В процитированном отрывке налицо инфернальные коннотации метафорического свечения (сливающегося с эталоном резкой яркости — «электрическим светом»). При очередном обращении к тому же мотиву, теперь в черновике не завязки, а развязки драмы, романтическая трактовка света/свечения, как кажется, отступает перед попыткой своеобразной психологизации. Излившись из авторского вымысла на бумагу в этом новом черновике, «странный» свет спешит продемонстрировать некий аспект своей природы, необходимое условие своего возникновения. Сделанная немедленно или вскоре вставка на полях деакцентирует метафоричность света, как если бы он в самом деле сенсорно воспринимался Анной, и представляет испытываемое ею озарение сложным процессом, взаимодействием внутреннего переживания и внешнего раздражителя:
Читая это письмо, с Анной случилось странное: она понимала его, но в голове сделался туман. Она чувствовала, что толпится рой мыслей, но ни одну она не могла сознать ясно. В сердце же была тревога тоже неопределенная. И то и другое было страшно и требовало от нее движенья. Она пошла, поспешно переоделась и, когда ей сказали, что лошади [поданы], поспе[шно] села и велела ехать к Облонским. Но только что она села в коляску и поехала, в голове ее вдруг стало все так ясно, как никогда не было. Она вновь в воображении читала письмо <…> [О]на видела все это и многое другое в каком[-то?] холодном и жестоком, пронзительном свете.

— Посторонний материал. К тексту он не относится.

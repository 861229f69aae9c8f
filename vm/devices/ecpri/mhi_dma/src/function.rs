// Copyright (c) Microsoft Corporation.
// Licensed under the MIT License.

//! Function indices and the static channel assignment table.

use ecpri_dma::ChannelId;
use ecpri_dma::ConfigError;
use std::fmt;

/// The number of virtual functions the hardware supports.
pub const MAX_VIRTUAL_FUNCTIONS: u32 = 8;

/// The number of function indices: the physical function plus every virtual
/// function.
pub const FUNCTION_COUNT: usize = MAX_VIRTUAL_FUNCTIONS as usize + 1;

/// Whether a function is the physical function or a virtual one.
#[allow(missing_docs)] // self-explanatory variants
#[derive(Debug, Copy, Clone, PartialEq, Eq, Hash)]
pub enum FunctionType {
    Physical,
    Virtual,
}

impl FunctionType {
    /// The type as used in errors.
    pub fn name(&self) -> &'static str {
        match self {
            FunctionType::Physical => "physical",
            FunctionType::Virtual => "virtual",
        }
    }
}

/// A physical or virtual function, as named by the upstream bus driver.
#[derive(Debug, Copy, Clone, PartialEq, Eq, Hash)]
pub struct Function {
    /// Physical or virtual.
    pub function_type: FunctionType,
    /// The virtual function number. Always 0 for the physical function.
    pub vf_id: u32,
}

impl Function {
    /// The physical function.
    pub const PHYSICAL: Self = Self {
        function_type: FunctionType::Physical,
        vf_id: 0,
    };

    /// Virtual function `vf_id`. Not validated until [`Self::index`].
    pub fn virtual_function(vf_id: u32) -> Self {
        Self {
            function_type: FunctionType::Virtual,
            vf_id,
        }
    }

    /// Resolves the function index, validating the vf id.
    pub fn index(&self) -> Result<FunctionIndex, ConfigError> {
        let valid = match self.function_type {
            FunctionType::Physical => self.vf_id == 0,
            FunctionType::Virtual => self.vf_id < MAX_VIRTUAL_FUNCTIONS,
        };
        if !valid {
            return Err(ConfigError::InvalidFunction {
                function_type: self.function_type.name(),
                vf_id: self.vf_id,
            });
        }
        Ok(match self.function_type {
            FunctionType::Physical => FunctionIndex(0),
            FunctionType::Virtual => FunctionIndex(self.vf_id as usize + 1),
        })
    }
}

impl fmt::Display for Function {
    fn fmt(&self, f: &mut fmt::Formatter<'_>) -> fmt::Result {
        match self.function_type {
            FunctionType::Physical => f.write_str("pf"),
            FunctionType::Virtual => write!(f, "vf{}", self.vf_id),
        }
    }
}

/// A small integer identifying a function: 0 for the physical function,
/// `vf_id + 1` for virtual functions.
#[derive(Debug, Copy, Clone, PartialEq, Eq, Hash, PartialOrd, Ord)]
pub struct FunctionIndex(usize);

impl FunctionIndex {
    /// The index as a table offset.
    pub fn get(&self) -> usize {
        self.0
    }

    /// Returns true for the physical function.
    pub fn is_physical(&self) -> bool {
        self.0 == 0
    }

    /// The hardware channels reserved for this function's memcpy endpoints.
    pub fn channels(&self) -> &'static FunctionChannels {
        &FUNCTION_CHANNELS[self.0]
    }
}

/// Memcpy channel assignment for one function.
#[derive(Debug, Copy, Clone, PartialEq, Eq)]
#[allow(missing_docs)] // self-explanatory fields
pub struct FunctionChannels {
    pub sync_src: ChannelId,
    pub sync_dest: ChannelId,
    /// [`ChannelId::INVALID`] for virtual functions, which have no async path.
    pub async_src: ChannelId,
    pub async_dest: ChannelId,
}

const fn vf_channels(vf_id: u32) -> FunctionChannels {
    FunctionChannels {
        sync_src: ChannelId(4 + 2 * vf_id),
        sync_dest: ChannelId(5 + 2 * vf_id),
        async_src: ChannelId::INVALID,
        async_dest: ChannelId::INVALID,
    }
}

static FUNCTION_CHANNELS: [FunctionChannels; FUNCTION_COUNT] = [
    FunctionChannels {
        sync_src: ChannelId(0),
        sync_dest: ChannelId(1),
        async_src: ChannelId(2),
        async_dest: ChannelId(3),
    },
    vf_channels(0),
    vf_channels(1),
    vf_channels(2),
    vf_channels(3),
    vf_channels(4),
    vf_channels(5),
    vf_channels(6),
    vf_channels(7),
];

#[cfg(test)]
mod tests {
    use super::*;

    #[test]
    fn indices() {
        assert_eq!(Function::PHYSICAL.index().unwrap().get(), 0);
        assert!(Function::PHYSICAL.index().unwrap().is_physical());
        assert_eq!(Function::virtual_function(0).index().unwrap().get(), 1);
        assert_eq!(Function::virtual_function(7).index().unwrap().get(), 8);
    }

    #[test]
    fn invalid_functions() {
        assert!(Function::virtual_function(MAX_VIRTUAL_FUNCTIONS)
            .index()
            .is_err());
        let bad_pf = Function {
            function_type: FunctionType::Physical,
            vf_id: 1,
        };
        assert!(matches!(
            bad_pf.index(),
            Err(ConfigError::InvalidFunction { vf_id: 1, .. })
        ));
    }

    #[test]
    fn channel_table_is_disjoint() {
        let mut seen = Vec::new();
        for (i, channels) in FUNCTION_CHANNELS.iter().enumerate() {
            let ids = [
                channels.sync_src,
                channels.sync_dest,
                channels.async_src,
                channels.async_dest,
            ];
            for id in ids.into_iter().filter(|id| id.is_valid()) {
                assert!(!seen.contains(&id), "{id} reused");
                seen.push(id);
            }
            assert_eq!(channels.async_src.is_valid(), i == 0);
        }
        assert_eq!(seen.len(), 4 + 2 * MAX_VIRTUAL_FUNCTIONS as usize);
    }
}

Мысли ее, как будто пользуясь этим вдруг сделавшимся светом, с необычайной быстротой переносились с одного предмета на другой[598]
.Редуцирую: эффект перцепции света производится в сознании Анны наложением езды в колесном средстве передвижения — то есть механического перемещения тела — на внезапный ступор, спровоцированный прочтением письма. Без исходного «тумана» в голове, «роя мыслей» и «неопределенной» тревоги нет и зажигающегося, как их антитезис (ложный, сразу же намекает череда сильных эпитетов), света. В Анне проступает некое иное Я, способное мысленно повторить слово в слово прочитанное длинное письмо. В дополненном и скорректированном по ходу писания тексте свет, прежде чем перенестись на «душ[у] Вронского» и «обнаж[ить]» ее для взора героини, дольше задерживается на фигуре Каренина:
Она понимала, что он надеется на ее возвращение и желает его потому, что она физически нужна для него, но что вместе с тем он это свое чувство одевал в христианское прощение, и она понимала, что он был не виноват и что физическое чувство привычки и христианское прощение были искренни. Она понимала и то, что он действительно любил не свою дочь Лили[599]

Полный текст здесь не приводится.